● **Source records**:
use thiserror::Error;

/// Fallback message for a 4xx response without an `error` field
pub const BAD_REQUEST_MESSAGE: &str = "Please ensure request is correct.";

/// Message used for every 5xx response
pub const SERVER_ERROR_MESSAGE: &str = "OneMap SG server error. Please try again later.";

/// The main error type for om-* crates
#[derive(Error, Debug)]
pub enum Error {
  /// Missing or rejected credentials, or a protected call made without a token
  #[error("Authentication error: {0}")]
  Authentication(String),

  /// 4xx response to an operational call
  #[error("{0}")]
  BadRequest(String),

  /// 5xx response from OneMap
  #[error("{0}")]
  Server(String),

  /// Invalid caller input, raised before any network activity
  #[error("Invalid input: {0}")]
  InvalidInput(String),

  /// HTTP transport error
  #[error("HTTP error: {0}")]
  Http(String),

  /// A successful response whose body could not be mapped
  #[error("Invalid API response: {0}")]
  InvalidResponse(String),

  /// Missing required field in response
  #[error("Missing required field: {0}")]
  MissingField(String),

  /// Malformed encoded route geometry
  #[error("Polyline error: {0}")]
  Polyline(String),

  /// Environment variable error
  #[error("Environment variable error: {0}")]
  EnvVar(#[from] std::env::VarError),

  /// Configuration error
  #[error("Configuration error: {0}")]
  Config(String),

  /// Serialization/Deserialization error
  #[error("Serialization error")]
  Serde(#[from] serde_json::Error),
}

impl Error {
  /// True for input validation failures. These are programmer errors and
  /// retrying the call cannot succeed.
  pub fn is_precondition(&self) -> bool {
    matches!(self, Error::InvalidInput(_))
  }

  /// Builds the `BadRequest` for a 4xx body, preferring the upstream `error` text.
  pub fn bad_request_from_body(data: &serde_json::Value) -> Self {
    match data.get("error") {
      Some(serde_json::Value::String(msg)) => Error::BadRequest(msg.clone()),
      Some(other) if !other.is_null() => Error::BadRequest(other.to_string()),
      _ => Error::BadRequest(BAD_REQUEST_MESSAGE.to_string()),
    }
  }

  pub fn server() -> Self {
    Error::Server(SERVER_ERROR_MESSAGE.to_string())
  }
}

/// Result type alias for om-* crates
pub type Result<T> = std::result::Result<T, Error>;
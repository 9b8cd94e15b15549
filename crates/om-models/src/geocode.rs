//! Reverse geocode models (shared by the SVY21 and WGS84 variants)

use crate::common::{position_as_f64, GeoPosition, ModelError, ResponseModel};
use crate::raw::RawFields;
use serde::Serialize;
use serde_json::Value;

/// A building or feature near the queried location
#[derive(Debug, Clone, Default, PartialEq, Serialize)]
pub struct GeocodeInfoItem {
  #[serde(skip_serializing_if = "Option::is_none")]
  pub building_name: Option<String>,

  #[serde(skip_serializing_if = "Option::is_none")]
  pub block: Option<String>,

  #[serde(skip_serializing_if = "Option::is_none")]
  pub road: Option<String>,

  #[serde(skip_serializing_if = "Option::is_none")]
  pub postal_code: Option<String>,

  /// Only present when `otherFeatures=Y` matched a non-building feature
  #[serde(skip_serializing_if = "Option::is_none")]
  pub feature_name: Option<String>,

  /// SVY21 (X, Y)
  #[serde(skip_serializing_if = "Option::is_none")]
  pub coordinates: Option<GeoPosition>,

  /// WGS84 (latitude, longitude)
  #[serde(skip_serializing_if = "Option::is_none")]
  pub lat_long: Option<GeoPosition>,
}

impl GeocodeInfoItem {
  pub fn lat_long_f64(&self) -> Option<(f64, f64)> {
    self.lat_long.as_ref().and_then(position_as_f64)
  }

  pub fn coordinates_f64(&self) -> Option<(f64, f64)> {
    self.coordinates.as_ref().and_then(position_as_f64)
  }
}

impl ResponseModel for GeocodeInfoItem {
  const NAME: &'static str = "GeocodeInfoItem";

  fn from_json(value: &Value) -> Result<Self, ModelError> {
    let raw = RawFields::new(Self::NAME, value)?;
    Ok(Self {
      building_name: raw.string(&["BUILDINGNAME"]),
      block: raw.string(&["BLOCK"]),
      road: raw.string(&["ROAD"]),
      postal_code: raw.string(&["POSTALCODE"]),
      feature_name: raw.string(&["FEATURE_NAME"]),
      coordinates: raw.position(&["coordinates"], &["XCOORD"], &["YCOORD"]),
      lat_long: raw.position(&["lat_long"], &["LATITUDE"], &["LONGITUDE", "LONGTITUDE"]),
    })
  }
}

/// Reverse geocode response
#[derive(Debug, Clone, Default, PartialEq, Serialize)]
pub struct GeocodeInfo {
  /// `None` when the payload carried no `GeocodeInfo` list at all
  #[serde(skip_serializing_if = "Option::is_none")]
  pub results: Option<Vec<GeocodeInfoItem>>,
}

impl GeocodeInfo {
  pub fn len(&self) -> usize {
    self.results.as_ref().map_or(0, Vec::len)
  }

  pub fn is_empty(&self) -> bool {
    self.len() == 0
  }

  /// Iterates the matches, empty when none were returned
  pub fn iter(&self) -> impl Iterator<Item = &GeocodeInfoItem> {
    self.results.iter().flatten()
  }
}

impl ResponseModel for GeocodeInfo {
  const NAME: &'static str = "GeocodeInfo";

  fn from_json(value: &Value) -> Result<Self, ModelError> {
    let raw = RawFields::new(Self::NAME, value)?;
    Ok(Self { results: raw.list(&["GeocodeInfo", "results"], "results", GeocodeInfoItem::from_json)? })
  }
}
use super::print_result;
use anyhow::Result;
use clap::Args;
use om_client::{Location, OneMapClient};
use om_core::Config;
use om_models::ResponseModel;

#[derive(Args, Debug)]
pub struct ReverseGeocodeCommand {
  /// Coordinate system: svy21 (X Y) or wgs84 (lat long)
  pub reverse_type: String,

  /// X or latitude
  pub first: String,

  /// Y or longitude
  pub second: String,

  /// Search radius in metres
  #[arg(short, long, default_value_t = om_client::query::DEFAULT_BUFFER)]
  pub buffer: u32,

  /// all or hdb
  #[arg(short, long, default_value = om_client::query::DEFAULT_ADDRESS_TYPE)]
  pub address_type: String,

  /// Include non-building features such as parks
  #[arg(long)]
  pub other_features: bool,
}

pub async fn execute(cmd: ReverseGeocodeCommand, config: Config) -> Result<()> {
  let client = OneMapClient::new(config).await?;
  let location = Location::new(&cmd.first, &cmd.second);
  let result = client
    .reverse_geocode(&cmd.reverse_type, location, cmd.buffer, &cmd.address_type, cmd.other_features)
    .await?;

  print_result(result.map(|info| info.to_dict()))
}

● **EXERCISE**: Transcribe every entry, keeping each line exactly as it reads.

● **WRITTEN RESPONSE**:
use thiserror::Error;

/// Fallback message for a 4xx response without an `error` field
pub const BAD_REQUEST_MESSAGE: &str = "Please ensure request is correct.";

/// Message used for every 5xx response
pub const SERVER_ERROR_MESSAGE: &str = "OneMap SG server error. Please try again later.";

/// The main error type for om-* crates
#[derive(Error, Debug)]
pub enum Error {
  /// Missing or rejected credentials, or a protected call made without a token
  #[error("Authentication error: {0}")]
  Authentication(String),

  /// 4xx response to an operational call
  #[error("{0}")]
  BadRequest(String),

  /// 5xx response from OneMap
  #[error("{0}")]
  Server(String),

  /// Invalid caller input, raised before any network activity
  #[error("Invalid input: {0}")]
  InvalidInput(String),

  /// HTTP transport error
  #[error("HTTP error: {0}")]
  Http(String),

  /// A successful response whose body could not be mapped
  #[error("Invalid API response: {0}")]
  InvalidResponse(String),

  /// Missing required field in response
  #[error("Missing required field: {0}")]
  MissingField(String),

  /// Malformed encoded route geometry
  #[error("Polyline error: {0}")]
  Polyline(String),

  /// Environment variable error
  #[error("Environment variable error: {0}")]
  EnvVar(#[from] std::env::VarError),

  /// Configuration error
  #[error("Configuration error: {0}")]
  Config(String),

  /// Serialization/Deserialization error
  #[error("Serialization error")]
  Serde(#[from] serde_json::Error),
}

impl Error {
  /// True for input validation failures. These are programmer errors and
  /// retrying the call cannot succeed.
  pub fn is_precondition(&self) -> bool {
    matches!(self, Error::InvalidInput(_))
  }

  /// Builds the `BadRequest` for a 4xx body, preferring the upstream `error` text.
  pub fn bad_request_from_body(data: &serde_json::Value) -> Self {
    match data.get("error") {
      Some(serde_json::Value::String(msg)) => Error::BadRequest(msg.clone()),
      Some(other) if !other.is_null() => Error::BadRequest(other.to_string()),
      _ => Error::BadRequest(BAD_REQUEST_MESSAGE.to_string()),
    }
  }

  pub fn server() -> Self {
    Error::Server(SERVER_ERROR_MESSAGE.to_string())
  }
}

/// Result type alias for om-* crates
pub type Result<T> = std::result::Result<T, Error>;
repository 9b8cd94e15b15549
filename crates/om-models/src/geocode.rs
//! Reverse geocode models (shared by the SVY21 and WGS84 variants)

use crate::common::{position_as_f64, GeoPosition, ModelError, ResponseModel};
use crate::raw::RawFields;
use serde::Serialize;
use serde_json::Value;

/// A building or feature near the queried location
#[derive(Debug, Clone, Default, PartialEq, Serialize)]
pub struct GeocodeInfoItem {
  #[serde(skip_serializing_if = "Option::is_none")]
  pub building_name: Option<String>,

  #[serde(skip_serializing_if = "Option::is_none")]
  pub block: Option<String>,

  #[serde(skip_serializing_if = "Option::is_none")]
  pub road: Option<String>,

  #[serde(skip_serializing_if = "Option::is_none")]
  pub postal_code: Option<String>,

  /// Only present when `otherFeatures=Y` matched a non-building feature
  #[serde(skip_serializing_if = "Option::is_none")]
  pub feature_name: Option<String>,

  /// SVY21 (X, Y)
  #[serde(skip_serializing_if = "Option::is_none")]
  pub coordinates: Option<GeoPosition>,

  /// WGS84 (latitude, longitude)
  #[serde(skip_serializing_if = "Option::is_none")]
  pub lat_long: Option<GeoPosition>,
}

impl GeocodeInfoItem {
  pub fn lat_long_f64(&self) -> Option<(f64, f64)> {
    self.lat_long.as_ref().and_then(position_as_f64)
  }

  pub fn coordinates_f64(&self) -> Option<(f64, f64)> {
    self.coordinates.as_ref().and_then(position_as_f64)
  }
}

impl ResponseModel for GeocodeInfoItem {
  const NAME: &'static str = "GeocodeInfoItem";

  fn from_json(value: &Value) -> Result<Self, ModelError> {
    let raw = RawFields::new(Self::NAME, value)?;
    Ok(Self {
      building_name: raw.string(&["BUILDINGNAME"]),
      block: raw.string(&["BLOCK"]),
      road: raw.string(&["ROAD"]),
      postal_code: raw.string(&["POSTALCODE"]),
      feature_name: raw.string(&["FEATURE_NAME"]),
      coordinates: raw.position(&["coordinates"], &["XCOORD"], &["YCOORD"]),
      lat_long: raw.position(&["lat_long"], &["LATITUDE"], &["LONGITUDE", "LONGTITUDE"]),
    })
  }
}

/// Reverse geocode response
#[derive(Debug, Clone, Default, PartialEq, Serialize)]
pub struct GeocodeInfo {
  /// `None` when the payload carried no `GeocodeInfo` list at all
  #[serde(skip_serializing_if = "Option::is_none")]
  pub results: Option<Vec<GeocodeInfoItem>>,
}

impl GeocodeInfo {
  pub fn len(&self) -> usize {
    self.results.as_ref().map_or(0, Vec::len)
  }

  pub fn is_empty(&self) -> bool {
    self.len() == 0
  }

  /// Iterates the matches, empty when none were returned
  pub fn iter(&self) -> impl Iterator<Item = &GeocodeInfoItem> {
    self.results.iter().flatten()
  }
}

impl ResponseModel for GeocodeInfo {
  const NAME: &'static str = "GeocodeInfo";

  fn from_json(value: &Value) -> Result<Self, ModelError> {
    let raw = RawFields::new(Self::NAME, value)?;
    Ok(Self { results: raw.list(&["GeocodeInfo", "results"], "results", GeocodeInfoItem::from_json)? })
  }
}
use super::print_result;
use anyhow::Result;
use clap::Args;
use om_client::{Location, OneMapClient};
use om_core::Config;
use om_models::ResponseModel;

#[derive(Args, Debug)]
pub struct ReverseGeocodeCommand {
  /// Coordinate system: svy21 (X Y) or wgs84 (lat long)
  pub reverse_type: String,

  /// X or latitude
  pub first: String,

  /// Y or longitude
  pub second: String,

  /// Search radius in metres
  #[arg(short, long, default_value_t = om_client::query::DEFAULT_BUFFER)]
  pub buffer: u32,

  /// all or hdb
  #[arg(short, long, default_value = om_client::query::DEFAULT_ADDRESS_TYPE)]
  pub address_type: String,

  /// Include non-building features such as parks
  #[arg(long)]
  pub other_features: bool,
}

pub async fn execute(cmd: ReverseGeocodeCommand, config: Config) -> Result<()> {
  let client = OneMapClient::new(config).await?;
  let location = Location::new(&cmd.first, &cmd.second);
  let result = client
    .reverse_geocode(&cmd.reverse_type, location, cmd.buffer, &cmd.address_type, cmd.other_features)
    .await?;

  print_result(result.map(|info| info.to_dict()))
}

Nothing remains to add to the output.